At least one company's AI spending isn't paying off... Uber's warning... A 'SaaSpocalypse' revival... How to survive extinction... A convergence of expertise – and a super-signal to know...
'Is the juice worth the squeeze?'...
If you ask executives from ride-hailing platform Uber Technologies (UBER) this question about AI spending right now, they don't know.
The company's president and chief operating officer Andrew Macdonald said this quiet part out loud during a podcast published over the weekend.
Uber's AI spend – and cutting human jobs in part because of it – is getting "harder to justify," Macdonald said.
What led to this "head exploding" realization?
Uber used Anthropic's Claude Code to handle 25% of the company's coding work last quarter, and it blew through its allocated 2026 AI budget in four months. That was because of rising "token" costs paid to Anthropic to use the technology, all while Uber incentivized engineers to use AI.
Mind you, the company – which fancies itself an engineering business as much as anything else – does put AI to good work, using it to decide users' ride prices, drivers' most optimal routes, and other features that boost the company's margins. You could say the Uber app works better than it ever has.
But here's the rub...
Did Uber get 25% more productive and offer more features to users last quarter? Did projects that were previously on the cutting room floor get done? Did all the AI spending in the company's roughly $950 million research and development budget clearly pay off?
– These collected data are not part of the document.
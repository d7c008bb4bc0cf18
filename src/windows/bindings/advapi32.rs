//! Advapi32.dll bindings for token queries, account and privilege lookups

use crate::core::types::{Luid, OsError, Sid};
use crate::identity::api::{Account, LookupFailure, LookupStatus};
use crate::windows::utils::{last_os_error, string_to_wide, wide_to_string, ErrorCode, WinError};
use std::{mem, ptr};
use winapi::ctypes::c_void;
use winapi::shared::minwindef::{DWORD, FALSE};
use winapi::um::processthreadsapi::OpenProcessToken;
use winapi::um::securitybaseapi::{AdjustTokenPrivileges, GetLengthSid, GetTokenInformation};
use winapi::um::winbase::{LookupAccountSidW, LookupPrivilegeNameW};
use winapi::um::winnt::{
    HANDLE, LUID, LUID_AND_ATTRIBUTES, PSID, SID_NAME_USE, TOKEN_INFORMATION_CLASS,
    TOKEN_PRIVILEGES,
};

/// 8-byte aligned copy of a `GetTokenInformation` result
pub struct TokenBuffer {
    words: Vec<u64>,
    len: usize,
}

impl TokenBuffer {
    fn with_len(len: usize) -> Self {
        TokenBuffer {
            words: vec![0u64; len.div_ceil(8)],
            len,
        }
    }

    pub fn as_bytes(&self) -> &[u8] {
        unsafe { std::slice::from_raw_parts(self.words.as_ptr() as *const u8, self.len) }
    }

    /// View the start of the buffer as a native struct
    ///
    /// # Safety
    /// The buffer must hold a valid `T` as written by `GetTokenInformation`.
    pub unsafe fn as_struct<T>(&self) -> &T {
        &*(self.words.as_ptr() as *const T)
    }

    fn as_mut_ptr(&mut self) -> *mut c_void {
        self.words.as_mut_ptr() as *mut c_void
    }
}

/// Safe wrapper for OpenProcessToken
pub fn open_process_token(process: HANDLE, access: DWORD) -> Result<HANDLE, OsError> {
    unsafe {
        let mut token: HANDLE = ptr::null_mut();
        if OpenProcessToken(process, access, &mut token) == FALSE {
            return Err(last_os_error("OpenProcessToken"));
        }
        Ok(token)
    }
}

/// Query one token information class, probing for the required size first
pub fn get_token_information(
    token: HANDLE,
    class: TOKEN_INFORMATION_CLASS,
) -> Result<TokenBuffer, OsError> {
    unsafe {
        let mut size: DWORD = 0;
        if GetTokenInformation(token, class, ptr::null_mut(), 0, &mut size) == FALSE {
            let code = ErrorCode::last_error();
            if !code.is_buffer_too_small() {
                return Err(last_os_error("GetTokenInformation"));
            }
        }
        if size == 0 {
            return Err(OsError::new(0, "GetTokenInformation: reported zero length"));
        }

        let mut buffer = TokenBuffer::with_len(size as usize);
        if GetTokenInformation(token, class, buffer.as_mut_ptr(), size, &mut size) == FALSE {
            return Err(last_os_error("GetTokenInformation"));
        }
        buffer.len = (size as usize).min(buffer.words.len() * 8);
        Ok(buffer)
    }
}

/// Copy the SID behind a native pointer
///
/// # Safety
/// `psid` must point to a valid SID.
pub unsafe fn copy_sid(psid: PSID) -> Result<Sid, OsError> {
    let len = GetLengthSid(psid) as usize;
    let bytes = std::slice::from_raw_parts(psid as *const u8, len);
    Sid::from_bytes(bytes).map_err(|e| OsError::new(0, e.to_string()))
}

fn lookup_status(ok: bool, written: DWORD, call: &str) -> LookupStatus {
    if ok {
        return Ok(written as usize);
    }
    let code = ErrorCode::last_error();
    if code.is_buffer_too_small() {
        Err(LookupFailure::InsufficientBuffer(written as usize))
    } else {
        Err(LookupFailure::Os(last_os_error(call)))
    }
}

fn out_ptr(buf: &mut [u16]) -> *mut u16 {
    if buf.is_empty() {
        ptr::null_mut()
    } else {
        buf.as_mut_ptr()
    }
}

/// One call to LookupPrivilegeNameW on the local system
pub fn lookup_privilege_name(luid: Luid, buf: &mut [u16]) -> LookupStatus {
    let mut raw = LUID {
        LowPart: luid.low_part(),
        HighPart: luid.high_part(),
    };
    let mut cch = buf.len() as DWORD;
    let ok = unsafe { LookupPrivilegeNameW(ptr::null(), &mut raw, out_ptr(buf), &mut cch) };
    lookup_status(ok != FALSE, cch, "LookupPrivilegeNameW")
}

/// One call to LookupPrivilegeDisplayNameW on the local system
pub fn lookup_privilege_display_name(name: &str, buf: &mut [u16]) -> LookupStatus {
    use ::windows::core::{PCWSTR, PWSTR};
    use ::windows::Win32::Security::LookupPrivilegeDisplayNameW;

    let wide_name = string_to_wide(name);
    let mut cch = buf.len() as u32;
    let mut language = 0u32;
    let result = unsafe {
        LookupPrivilegeDisplayNameW(
            PCWSTR::null(),
            PCWSTR(wide_name.as_ptr()),
            PWSTR(out_ptr(buf)),
            &mut cch,
            &mut language,
        )
    };
    match result {
        Ok(()) => Ok(cch as usize),
        Err(err) => {
            let code = ErrorCode::from(&err);
            if code.is_buffer_too_small() {
                Err(LookupFailure::InsufficientBuffer(cch as usize))
            } else {
                Err(LookupFailure::Os(
                    WinError::with_code(code, "LookupPrivilegeDisplayNameW").to_os_error(),
                ))
            }
        }
    }
}

/// Resolve a SID to account, domain and `SID_NAME_USE`
///
/// Returns `Ok(None)` when the system has no mapping for the SID.
pub fn lookup_account_sid(sid: &Sid) -> Result<Option<Account>, OsError> {
    let psid = sid.as_bytes().as_ptr() as PSID;
    let mut name_len: DWORD = 0;
    let mut domain_len: DWORD = 0;
    let mut use_type: SID_NAME_USE = 0;

    unsafe {
        // Probe: expected to fail with ERROR_INSUFFICIENT_BUFFER
        if LookupAccountSidW(
            ptr::null(),
            psid,
            ptr::null_mut(),
            &mut name_len,
            ptr::null_mut(),
            &mut domain_len,
            &mut use_type,
        ) == FALSE
        {
            match ErrorCode::last_error() {
                ErrorCode::NoneMapped => return Ok(None),
                code if code.is_buffer_too_small() => {}
                _ => return Err(last_os_error("LookupAccountSidW")),
            }
        }

        let mut name = vec![0u16; name_len as usize];
        let mut domain = vec![0u16; domain_len as usize];
        if LookupAccountSidW(
            ptr::null(),
            psid,
            out_ptr(&mut name),
            &mut name_len,
            out_ptr(&mut domain),
            &mut domain_len,
            &mut use_type,
        ) == FALSE
        {
            return match ErrorCode::last_error() {
                ErrorCode::NoneMapped => Ok(None),
                _ => Err(last_os_error("LookupAccountSidW")),
            };
        }

        Ok(Some(Account::new(
            wide_to_string(&name[..(name_len as usize).min(name.len())]),
            wide_to_string(&domain[..(domain_len as usize).min(domain.len())]),
            use_type as u32,
        )))
    }
}

/// Apply one `{luid, attributes}` record with AdjustTokenPrivileges
///
/// The token must be opened with `TOKEN_ADJUST_PRIVILEGES`.
pub fn adjust_token_privilege(token: HANDLE, luid: Luid, attributes: u32) -> Result<(), OsError> {
    let mut privileges = TOKEN_PRIVILEGES {
        PrivilegeCount: 1,
        Privileges: [LUID_AND_ATTRIBUTES {
            Luid: LUID {
                LowPart: luid.low_part(),
                HighPart: luid.high_part(),
            },
            Attributes: attributes,
        }],
    };

    unsafe {
        if AdjustTokenPrivileges(
            token,
            FALSE,
            &mut privileges,
            mem::size_of::<TOKEN_PRIVILEGES>() as DWORD,
            ptr::null_mut(),
            ptr::null_mut(),
        ) == FALSE
        {
            return Err(last_os_error("AdjustTokenPrivileges"));
        }
    }

    // Succeeds even when the token does not hold the privilege
    if ErrorCode::last_error() == ErrorCode::NotAllAssigned {
        return Err(last_os_error("AdjustTokenPrivileges"));
    }
    Ok(())
}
Macdonald asked his senior engineering leaders at Uber these questions.
The short answer is no...
As Macdonald said on the podcast...
That link is not there yet... It's very hard to draw a line between one of those stats and [say] we're actually producing like 25% more useful consumer features... Over the coming quarters and years, maybe that will become clearer, but today, it's hard, even if some of the underlying metrics are trending in a reality astronomical direction...
The interviewer commented that "AI is not free," and Macdonald agreed.
To most of us, AI might feel free, but "somebody's paying the bill," Macdonald said.
The companies like Uber are. So are consumers in parts of the country with rising electricity bills, or subscribers to the AI platforms. And some companies, like Uber, are slowing hiring plans to counter investments in AI. Other tech firms are laying people off.
I (Corey McLaughlin) am considering this anecdote a big indicator of the reality of the promise of AI, increasing "hyperscaler" spending, and "circular" agreements among firms like OpenAI and other tech leaders.
Absent a clear payoff or reducing AI spending, the current state of things is a not-so-virtuous cycle... The market seems to agree, with Uber shares down about 30% since a high in October 2025. And Uber's not alone in the struggle...
A 'SaaSpocalypse' revival...
Just look at Zscaler (ZS)... Shares of the cloud-based cybersecurity company crashed nearly 32% today after it reported earnings after yesterday's close.
The company beat Wall Street sales and earnings estimates, and only lowered its current quarterly revenue guidance slightly.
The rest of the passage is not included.